Su pena, al final, fue el de cuidar las ovejas del rebaño del jefe. Cammi fue obligada a acompañarla y yo me uní a ellas, a pesar de las protestas de mis padres. Cuando comenzó, la primavera ya había llegado.

― Desde ahora me llamaran La Luisiana. Diles eso a los putos de las aldeas. ― Dijo eso un buen día de repente, mientras buscaba por el campo una piedra perfecta para una lanza que estaba haciendo para matar lobos. Fue

― ¿Por qué? ― Le preguntó Cammi, sorprendida por esas palabras.

― ¡Es obvio, por favor! ― La gritó y esas palabras hicieron callar a Cammi, mientras seguía en su búsqueda.

Durante todo ese tiempo, yo llevaba observándola desde lejos, con temor. Podría decir que era altamente irascible, cualquier cosa la molestaba; no tenía paciencia con nada, siempre estaba enfadada; y se metía en problemas con la gente del pueblo y de afuera, superando en violencia y tenacidad a muchos de nuestros hombres. Por lo menos, se le veía tranquila a veces, cuando paseaba a las ovejas cada día y no le diriges la palabra.

Con el tiempo, su aspecto cambió radicalmente. Al ver su poca feminidad, la llamaban “Ehrinta”, una mujer cuyo espíritu es de hombre. Para acabar con las burlas se hizo pasar por chico. Se cortó su larguísimo cabello, vistió ropas masculinas y empezó a hablar como tal, pero todo eso fue en vano.

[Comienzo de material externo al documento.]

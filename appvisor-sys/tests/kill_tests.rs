//! Soft-kill behavior against real child processes.

use std::process::Command;
use std::time::Duration;

use nix::sys::signal::kill;
use nix::sys::wait::{WaitPidFlag, WaitStatus, waitpid};
use nix::unistd::Pid;

use appvisor_sys::KillTimers;

fn spawn_shell(script: &str) -> i32 {
    let child = Command::new("/bin/sh").args(["-c", script]).spawn().unwrap();
    let pid = child.id() as i32;
    drop(child);
    pid
}

/// Polls the child until it is reaped, without blocking the timer tasks.
async fn wait_for_exit(pid: i32) -> WaitStatus {
    loop {
        match waitpid(Pid::from_raw(pid), Some(WaitPidFlag::WNOHANG)).unwrap() {
            WaitStatus::StillAlive => tokio::time::sleep(Duration::from_millis(20)).await,
            status => return status,
        }
    }
}

#[tokio::test]
async fn test_soft_kill_terminates_cooperative_child() {
    let pid = spawn_shell("sleep 30");
    let mut timers = KillTimers::new();

    timers.soft_kill(pid, Duration::from_secs(5));
    let status = wait_for_exit(pid).await;
    timers.died(pid);

    assert_eq!(status, WaitStatus::Signaled(Pid::from_raw(pid), nix::sys::signal::SIGTERM, false));
    assert_eq!(timers.pending(), 0);
}

#[tokio::test]
async fn test_soft_kill_escalates_to_sigkill() {
    let pid = spawn_shell("trap '' TERM; sleep 30");
    // Give the shell a moment to install the trap.
    tokio::time::sleep(Duration::from_millis(100)).await;

    let mut timers = KillTimers::new();
    timers.soft_kill(pid, Duration::from_millis(200));

    let status = wait_for_exit(pid).await;
    timers.died(pid);

    assert_eq!(status, WaitStatus::Signaled(Pid::from_raw(pid), nix::sys::signal::SIGKILL, false));
}

#[tokio::test]
async fn test_died_cancels_pending_escalation() {
    let pid = spawn_shell("trap '' TERM; sleep 30");
    tokio::time::sleep(Duration::from_millis(100)).await;

    let mut timers = KillTimers::new();
    timers.soft_kill(pid, Duration::from_millis(100));
    timers.died(pid);

    // Well past the deadline the child must still be alive, since the
    // escalation timer was cancelled.
    tokio::time::sleep(Duration::from_millis(300)).await;
    assert!(kill(Pid::from_raw(pid), None).is_ok());

    timers.hard_kill(pid);
    wait_for_exit(pid).await;
}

A pesar de que apenas hablaba con La Luisiana, ya que le tenía muchísimo miedo; me di cuenta de que cada vez hablaba mejor nuestro idioma. Yo siempre veía como hablaba con Cammi, siempre gritándola o insultándola; y yo le preguntaba a mi amiga muchas veces sobre ella. También le pedía que le preguntara cosas por mí. A veces me lo decía, otras no. Recuerdo cuando le pregunté esto:

― ¿Por qué se puso “La Luisiana!, Cammi? ¿Se lo preguntaste cómo te dije? ― Eso lo dije cuando ya estábamos en nuestra cama para descansar del duro día.

― Pues, dijo que sus familiares eran de Luisiana, y que le gustó el nombre, y fin del asunto. ― Me quedé preguntándome qué era ese lugar y en dónde estaba.

Aquella noche yo soñé con el exterior y desperté con cientos de preguntas. ¿Cómo era afuera, sería todo diferente al Zarato o más de lo mismo? Todas estas cosas me hicieron pensar durante tanto tiempo y un buen día, en el campo, me atreví a hablar con La Luisiana. Quería saber más del exterior.

― ¿Qué como es el exterior? ¿Afuera? ― Eso dijo cuando se lo pregunté y le respondí que sí. Ella quedó mirando fijamente el cielo.

― Pues… Es muy diferente a este lugar. Bueno, hay ríos, montañas, plantas, animales… Bueno, esas cosas están por todas partes. Pero hay cosas que nunca te podrías imaginar. ¿Tú has visto los carros de caballitos? Pues, ahí afuera hay carros que se mueven solos y están tapados. ― No me podría creer lo último que estaba diciendo.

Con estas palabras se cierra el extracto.